Climate Change Films by Bruce Melton PE
From the Greenland Ice Sheet to the deserted barrier islands of the Gulf Coast of Texas and all through the Rocky Mountains, climate change is happening. The scientists say that it is happening faster and with greater impacts than they expected. I am a professional engineer, environmental researcher, adventurer and climate science outreach specialist. I read the scientific papers so you don't have to. Then I take this knowledge and go to where the scientists say we have changed our planet. There I make my films and interpret the latest scientific findings into plain English for you, so you do not have to learn the ways of the dendrochronologists, tempestologist and biogeochemists.
Follow me to the ends of the earth and see for yourself, then tell your friends. We have a big challenge to overcome.
What Have We Done (46 minutes) - The astonishing forest die-off hitting the Rockies from a warming induced bark beetle infestation has reached a critical level. The attack is 20 times larger than anything ever before experienced. In August 2009, I spent 19 days and 5,000 miles crisscrossing the high Rockies from New Mexico to Montana. Everywhere I went I found dead trees - more than I was expecting - and it is not just the pine beetle that is killing the forests of the Rockies. Insects and disease are attacking these high altitude forest because, like the Arctic, climate change happens here first. Half the campgrounds I stayed in were clear cut because of falling tree hazards. Fifty two million acres have succumbed in North America by 2008. Eighteen million of the fifty two million acres were attacked in 2007 and 2008. Most of the trees in these forests will die in the next few years. The forest professionals see no reason why the pandemic will not spread continent wide. The US Forest Service says that all of the mature lodgepole forests in the US will be killed by 2013. This is 11% of the forests in the U.S. Rockies and the beetle is now jumping species. Implications for climate change feedback and impacts to other non-forest earth systems are immense.

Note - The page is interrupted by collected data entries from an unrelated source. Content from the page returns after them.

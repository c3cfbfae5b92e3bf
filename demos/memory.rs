// Copyright 2025 foyer Project Authors
//
// Licensed under the Apache License, Version 2.0 (the "License");
// you may not use this file except in compliance with the License.
// You may obtain a copy of the License at
//
//     http://www.apache.org/licenses/LICENSE-2.0
//
// Unless required by applicable law or agreed to in writing, software
// distributed under the License is distributed on an "AS IS" BASIS,
// WITHOUT WARRANTIES OR CONDITIONS OF ANY KIND, either express or implied.
// See the License for the specific language governing permissions and
// limitations under the License.

use lockcache::{Cache, Mode};

fn main() {
    // 64 KiB quota, 4 KiB zeroed and aligned buffer per entry.
    let cache: Cache<u64> = Cache::builder(64 * 1024).with_entry_size(4 * 1024).build().unwrap();

    let mut handle = cache.acquire(1, Mode::Write).unwrap();
    handle.value_mut().unwrap()[..5].copy_from_slice(b"hello");
    let handle = handle.downgrade();

    let other = cache.try_acquire(&1, Mode::Read).unwrap();
    assert_eq!(&other[..5], b"hello");
    drop((handle, other));

    assert!(cache.try_acquire(&2, Mode::Read).is_none());
    assert!(cache.remove(&1));
    assert!(!cache.contains(&1));
}
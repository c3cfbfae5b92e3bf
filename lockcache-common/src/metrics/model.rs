// Copyright 2025 foyer Project Authors
//
// Licensed under the Apache License, Version 2.0 (the "License");
// you may not use this file except in compliance with the License.
// You may obtain a copy of the License at
//
//     http://www.apache.org/licenses/LICENSE-2.0
//
// Unless required by applicable law or agreed to in writing, software
// distributed under the License is distributed on an "AS IS" BASIS,
// WITHOUT WARRANTIES OR CONDITIONS OF ANY KIND, either express or implied.
// See the License for the specific language governing permissions and
// limitations under the License.

use std::borrow::Cow;

use super::{
    registry::noop::NoopMetricsRegistry, BoxedCounter, BoxedGauge, BoxedHistogram, MetricKey, RegistryOps,
};

/// Bucket upper bounds of lock wait histograms, in seconds: 1µs up to about 4s, growing by 4x.
pub fn wait_buckets() -> Vec<f64> {
    (0..12).map(|i| 1e-6 * 4f64.powi(i)).collect()
}

/// Metrics of one cache instance.
#[derive(Debug)]
pub struct Metrics {
    /// Acquisitions that found the key and locked it.
    pub memory_hit: BoxedCounter,
    /// Lookups that did not find the key.
    pub memory_miss: BoxedCounter,
    /// Entries created on a miss.
    pub memory_create: BoxedCounter,
    /// Creations rolled back because the payload could not be allocated.
    pub memory_create_failed: BoxedCounter,
    /// Lock attempts that failed because the entry was held in a conflicting mode.
    pub memory_contend: BoxedCounter,
    /// Entries reclaimed by garbage collection.
    pub memory_evict: BoxedCounter,
    /// Entries removed by key.
    pub memory_remove: BoxedCounter,
    /// Entries drained on teardown.
    pub memory_clear: BoxedCounter,

    /// Sum of the cost of all live entries.
    pub memory_cost: BoxedGauge,

    /// Wall time spent inside blocking acquisitions, in seconds.
    pub memory_acquire_wait: BoxedHistogram,
}

impl Metrics {
    /// Register the metrics of the cache named `name`.
    pub fn new(name: impl Into<Cow<'static, str>>, registry: &dyn RegistryOps) -> Self {
        let name = name.into();

        let op = |op: &'static str| {
            registry.counter(
                &MetricKey::new("lockcache_memory_op_total", "lockcache in-memory cache operations")
                    .with_label("name", name.clone())
                    .with_label("op", op),
            )
        };
        let cost = MetricKey::new("lockcache_memory_cost", "lockcache in-memory cache charged cost")
            .with_label("name", name.clone());
        let wait = MetricKey::new(
            "lockcache_memory_acquire_wait_seconds",
            "lockcache in-memory cache blocking acquisition wait time",
        )
        .with_label("name", name.clone());

        Self {
            memory_hit: op("hit"),
            memory_miss: op("miss"),
            memory_create: op("create"),
            memory_create_failed: op("create_failed"),
            memory_contend: op("contend"),
            memory_evict: op("evict"),
            memory_remove: op("remove"),
            memory_clear: op("clear"),
            memory_cost: registry.gauge(&cost),
            memory_acquire_wait: registry.histogram(&wait, &wait_buckets()),
        }
    }

    /// Metrics that record nothing.
    pub fn noop() -> Self {
        Self::new("noop", &NoopMetricsRegistry)
    }
}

The Ice and the Sea (45 minutes) - Come camp with me at the edge of the Greenland Ice Sheet and see "The Big Melt" for yourself. The latest discoveries from the new super sensitive gravity satellites show sea level rise is accelrating 0.08 to 0.09 mm per year, every year. That's 25 times faster than the 20th century, and it is increasing. More and more of the rise is coming from the melting of the Greenland and Antarctic Ice Sheets. The Big Melt started in about 2004. The Scientists in Greenland (the ones who are calling it "the big melt") say that the old way of thinking, that it takes millenia for ice sheets to melt - is all wrong. Oceanographers studying ancient sea level have documented past rises from disintegrating ice sheets that have been as much as ten feet in fifty years, that continued for centuries. So hop into my big green truck and accompany me down the 62 mile long four-wheel drive beach (now rapidly dissapearing) at Padre Island National Seashore. I will tell you about the scientists at the Army Corp of Engineers that now understand that, maybe in as little as five years, sea level rise will increase to a point where our beaches and coastal wetlands will not be able to withstand the onslought. As it is, our beaches are almost gone. If you have not been in a while, take yourself there soon. It is amazing how small they have become so quickly.
Environmental Films by Bruce Melton PE
(Note - please let the film download before viewing. the resolution density is too high on this one, my bad. I will upgrade it (web optimization . . .) some day soon hope, thanks - BM
I have been fortunate enough to get a sponsorship to go to Costa Rica and help with a river mining issue at one of the most fabulous places on the planet. Yes, river mining. They are taking the gravel out of the river for road and resort development. This basically removes the river from its bed. This type of activity is extremely difficult to repair by man, and takes decades and even centuries for mother nature herself to repair. There have been 28 recent applications for this kind of thing - across the entire river bed, for up to two kilometers per application. The activity that I am focusing on is in SW Costa Rica on 12 different rivers. Now don't forget that Costa Rica packs a powerful ecological punch. Rainfall is extremely high and the mountains rise to 11,000 feet, so ecological diversity could be the highest on the planet. The area in SW Costa Rica where the mining is happening is only the size of the Houston metropolitan area, yet the Smithsonian Institute calls it the "single most important ecological area on the Pacific Coast of Central America".